Wednesday, July 2, 2014
What QB tier is Tony Romo on?
By Todd Archer
IRVING, Texas -- When it comes to ranking quarterbacks, the debates can be endless and sometimes pointless, but Mike Sando took the question to people inside the NFL with his latest ESPN Insider piece.
It might surprise some of you that Dallas Cowboys quarterback Tony Romo finished tied for eighth in the tier-rankings of 26 general managers, former GMs, pro personnel people, coordinators, head coaches, position coaches and an executive.
Four players tied for the top spot in Sando’s rankings, using a 1 for the best at the position and a 5 for the worst. Tom Brady, Peyton Manning, Aaron Rodgers and Drew Brees shared the top spot. Andrew Luck was fifth.

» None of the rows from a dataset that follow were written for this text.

// SPDX-License-Identifier: MPL-2.0

//! RGB images read from and written to disk.

use std::fs::File;
use std::io::BufReader;
use std::path::Path;

use image::{Rgb, RgbImage};

use crate::error::{Error, Result};

/// An 8 bit RGB image together with the gamma exponent of its encoding.
///
/// Stored bytes relate to linear light by `byte / 255 = linear ^ (1 / gamma)`.
#[derive(Debug, Clone, PartialEq)]
pub struct Image {
    pixels: RgbImage,
    gamma: f64,
}

impl Image {
    /// Gamma assumed when the source does not declare a usable one.
    pub const DEFAULT_GAMMA: f64 = 2.2;

    /// A black image of the given size.
    pub fn new(width: usize, height: usize, gamma: f64) -> Self {
        Self::from_rgb(RgbImage::new(width as u32, height as u32), gamma)
    }

    /// Wrap decoded pixels. Non-positive or non-finite gamma falls back to the default.
    pub fn from_rgb(pixels: RgbImage, gamma: f64) -> Self {
        let gamma = if gamma.is_finite() && gamma > 0.0 {
            gamma
        } else {
            Self::DEFAULT_GAMMA
        };
        Self { pixels, gamma }
    }

    /// Decode an image file.
    ///
    /// For PNG files a declared `gAMA` chunk sets the gamma exponent.
    pub fn open(path: impl AsRef<Path>) -> Result<Self> {
        let path = path.as_ref();
        let pixels = image::open(path)
            .map_err(|source| Error::Decode {
                path: path.to_path_buf(),
                source,
            })?
            .to_rgb8();
        let gamma = declared_gamma(path).unwrap_or(Self::DEFAULT_GAMMA);
        tracing::debug!(path = %path.display(), gamma, "decoded image");
        Ok(Self::from_rgb(pixels, gamma))
    }

    /// Encode the image, the format being chosen from the file extension.
    pub fn write(&self, path: impl AsRef<Path>) -> Result<()> {
        let path = path.as_ref();
        self.pixels.save(path).map_err(|source| Error::Encode {
            path: path.to_path_buf(),
            source,
        })
    }

    /// Number of columns.
    pub fn width(&self) -> usize {
        self.pixels.width() as usize
    }

    /// Number of rows.
    pub fn height(&self) -> usize {
        self.pixels.height() as usize
    }

    /// `(width, height)`.
    pub fn dimensions(&self) -> (usize, usize) {
        (self.width(), self.height())
    }

    /// Gamma exponent used to decode and encode the bytes.
    pub fn gamma(&self) -> f64 {
        self.gamma
    }

    /// RGB bytes of the pixel at column `x` and row `y`.
    pub fn get(&self, x: usize, y: usize) -> [u8; 3] {
        self.pixels.get_pixel(x as u32, y as u32).0
    }

    /// Overwrite the pixel at column `x` and row `y`.
    pub fn put(&mut self, x: usize, y: usize, rgb: [u8; 3]) {
        self.pixels.put_pixel(x as u32, y as u32, Rgb(rgb));
    }

    /// Underlying pixel buffer.
    pub fn as_rgb(&self) -> &RgbImage {
        &self.pixels
    }
}

/// Display gamma declared by a PNG `gAMA` chunk.
///
/// The chunk stores the file gamma `g`, the exponent applied when encoding,
/// so the display exponent is `1 / g`.
fn declared_gamma(path: &Path) -> Option<f64> {
    let is_png = path
        .extension()
        .is_some_and(|ext| ext.eq_ignore_ascii_case("png"));
    if !is_png {
        return None;
    }
    let file = File::open(path).ok()?;
    let reader = match png::Decoder::new(BufReader::new(file)).read_info() {
        Ok(reader) => reader,
        Err(err) => {
            tracing::warn!(path = %path.display(), %err, "ignoring png metadata");
            return None;
        }
    };
    let file_gamma = f64::from(reader.info().source_gamma?.into_value());
    (file_gamma > 0.0).then(|| 1.0 / file_gamma)
}
// SPDX-License-Identifier: MPL-2.0

//! Mirror edge extension between images and complex planes.
//!
//! The FFT treats its input as periodic. Padding every side with a mirrored
//! copy of the image removes the discontinuity at the wrap-around, so that
//! filtering does not bleed the left edge into the right one.

use rustfft::num_complex::Complex;

use crate::codec::Image;
use crate::error::Result;
use crate::plane::Plane;

/// Size of a `width` x `height` image extended by `amount` pixels on each side.
pub fn extended_size(width: usize, height: usize, amount: usize) -> (usize, usize) {
    (width + 2 * amount, height + 2 * amount)
}

/// Largest extension for which mirroring stays inside the image.
pub fn max_extension(width: usize, height: usize) -> usize {
    width.min(height).saturating_sub(1)
}

/// Source index of coordinate `i` of an axis of length `size` extended by `amount`.
///
/// The leading border reflects around the first pixel, the trailing border
/// starts with a copy of the last pixel.
fn mirror(i: usize, amount: usize, size: usize) -> usize {
    if i < amount {
        amount - i
    } else if i < amount + size {
        i - amount
    } else {
        2 * size + amount - i - 1
    }
}

/// Lookup table from 8 bit samples to linear light.
struct ColorDecoder {
    table: [f64; 256],
}

impl ColorDecoder {
    fn new(gamma: f64) -> Self {
        let mut table = [0.0; 256];
        for (i, value) in table.iter_mut().enumerate() {
            *value = (i as f64 / 255.0).powf(1.0 / gamma);
        }
        Self { table }
    }

    fn decode(&self, byte: u8) -> Complex<f64> {
        Complex::new(self.table[byte as usize], 0.0)
    }
}

/// Linear light back to 8 bit samples.
struct ColorEncoder {
    gamma: f64,
}

impl ColorEncoder {
    fn encode(&self, c: Complex<f64>) -> u8 {
        // NaN fails the comparison and encodes to zero as well.
        if !(c.re > 0.0) {
            return 0;
        }
        (255.0 * c.re.powf(self.gamma)).round().clamp(0.0, 255.0) as u8
    }
}

/// Load the three color channels of `image` into planes extended by `amount`
/// mirrored pixels on each side, decoding to linear light.
///
/// Panics if `amount` exceeds [`max_extension`].
pub fn extend(image: &Image, amount: usize) -> Result<[Plane; 3]> {
    let (width, height) = image.dimensions();
    assert!(
        amount <= max_extension(width, height),
        "extension of {amount} pixels is too large for a {width}x{height} image"
    );
    let (ext_width, ext_height) = extended_size(width, height, amount);
    let decoder = ColorDecoder::new(image.gamma());

    let mut planes = [
        Plane::zeroed(ext_width, ext_height)?,
        Plane::zeroed(ext_width, ext_height)?,
        Plane::zeroed(ext_width, ext_height)?,
    ];
    let columns: Vec<usize> = (0..ext_width).map(|x| mirror(x, amount, width)).collect();
    for y in 0..ext_height {
        let iy = mirror(y, amount, height);
        for (x, &ix) in columns.iter().enumerate() {
            let rgb = image.get(ix, iy);
            for (plane, byte) in planes.iter_mut().zip(rgb) {
                *plane.get_mut(x, y) = decoder.decode(byte);
            }
        }
    }
    Ok(planes)
}

/// Write the inner region of planes extended by `amount` pixels into `image`,
/// encoding linear light with the gamma of the image.
///
/// Panics if the planes are not the size of the image extended by `amount`.
pub fn crop(amount: usize, planes: &[Plane; 3], image: &mut Image) {
    let (width, height) = image.dimensions();
    let expected = extended_size(width, height, amount);
    for plane in planes {
        assert_eq!(
            plane.dimensions(),
            expected,
            "plane does not match the extended image size"
        );
    }
    let encoder = ColorEncoder {
        gamma: image.gamma(),
    };
    for y in 0..height {
        for x in 0..width {
            let rgb = planes
                .each_ref()
                .map(|plane| encoder.encode(plane.get(x + amount, y + amount)));
            image.put(x, y, rgb);
        }
    }
}

#[cfg(test)]
mod tests {
    use super::*;
    use image::{Rgb, RgbImage};
    use rand::rngs::StdRng;
    use rand::{Rng, SeedableRng};

    fn random_image(width: u32, height: u32, seed: u64) -> Image {
        let mut rng = StdRng::seed_from_u64(seed);
        let pixels = RgbImage::from_fn(width, height, |_, _| Rgb(rng.random()));
        Image::from_rgb(pixels, Image::DEFAULT_GAMMA)
    }

    #[test]
    fn mirror_reflects_across_both_borders() {
        let indices: Vec<usize> = (0..10).map(|i| mirror(i, 3, 4)).collect();
        assert_eq!(indices, vec![3, 2, 1, 0, 1, 2, 3, 3, 2, 1]);
    }

    #[test]
    fn extend_then_crop_is_lossless() {
        for (width, height, amount) in [(17, 11, 0), (17, 11, 5), (8, 8, 7), (1, 6, 0)] {
            let image = random_image(width, height, amount as u64);
            let planes = extend(&image, amount).unwrap();
            assert_eq!(
                planes[0].dimensions(),
                extended_size(width as usize, height as usize, amount)
            );

            let mut restored = Image::new(width as usize, height as usize, image.gamma());
            crop(amount, &planes, &mut restored);
            assert_eq!(restored.as_rgb(), image.as_rgb(), "{width}x{height} + {amount}");
        }
    }

    #[test]
    fn extension_mirrors_the_border() {
        let image = random_image(6, 5, 9);
        let amount = 2;
        let planes = extend(&image, amount).unwrap();
        let decoder = ColorDecoder::new(image.gamma());
        // Extended (0, 0) reads source (2, 2), (8, 3) reads (5, 1), (9, 6) reads (4, 4).
        assert_eq!(planes[1].get(0, 0), decoder.decode(image.get(2, 2)[1]));
        assert_eq!(planes[0].get(8, 3), decoder.decode(image.get(5, 1)[0]));
        assert_eq!(planes[2].get(9, 6), decoder.decode(image.get(4, 4)[2]));
    }

    #[test]
    fn encoder_clamps_out_of_range_values() {
        let encoder = ColorEncoder { gamma: 2.2 };
        assert_eq!(encoder.encode(Complex::new(-0.5, 0.0)), 0);
        assert_eq!(encoder.encode(Complex::new(f64::NAN, 0.0)), 0);
        assert_eq!(encoder.encode(Complex::new(1.7, 0.0)), 255);
        assert_eq!(encoder.encode(Complex::new(f64::INFINITY, 0.0)), 255);
        assert_eq!(encoder.encode(Complex::new(1.0, 3.0)), 255);
    }

    #[test]
    fn decoding_uses_the_image_gamma() {
        let decoder = ColorDecoder::new(2.0);
        assert_eq!(decoder.decode(0).re, 0.0);
        assert_eq!(decoder.decode(255).re, 1.0);
        assert!((decoder.decode(64).re - (64.0f64 / 255.0).sqrt()).abs() < 1e-15);
    }
}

Romo checked in after Philip Rivers and Ben Roethlisberger and tied with Russell Wilson and Eli Manning in the second tier.
Here’s what Sando wrote and the insiders had to say about Romo:
T-8. Tony Romo, Dallas Cowboys (2.23 average rating)
A few evaluators questioned whether Romo had the mind-set to play at the highest level consistently. It's a familiar refrain in league circles, a feeling that Romo is an undisciplined QB playing for an undisciplined organization with a poorly constructed roster.
"People want to knock him," one GM responded, "but the guy has talent and is one of the top 10 starters in the league."
Romo is 34 years old and coming off back surgery, but he still could be in line for a "monster" season, one evaluator said. "But I absolutely believe they will not win big with him. As soon as he decides it's a clutch moment, his brain goes elsewhere. He loses focus and tries to create something."
What’s funny is that the GM and evaluator have the same thoughts of those who love Romo or loathe Romo who are not on the inside. Pete Prisco of CBS Sports went so far as to call Romo “underrated” in his yearly rankings, which drew the ire of some.
The “clutch” talk has been a big thing around Romo since the bobbled snap in 2006 against the Seattle Seahawks in the playoffs. That talk is always followed up with Romo having the best fourth-quarter passer rating in NFL history (102.4) and his 20 come-from-behind wins.
Those numbers aren’t hollow, although with one playoff win to his credit that’s what his detractors will say.
That’s why this debate is a good one. Both sides can declare victory with their points. If Romo were to ever win a Super Bowl -- or perhaps just get to one -- then the perception would change entirely.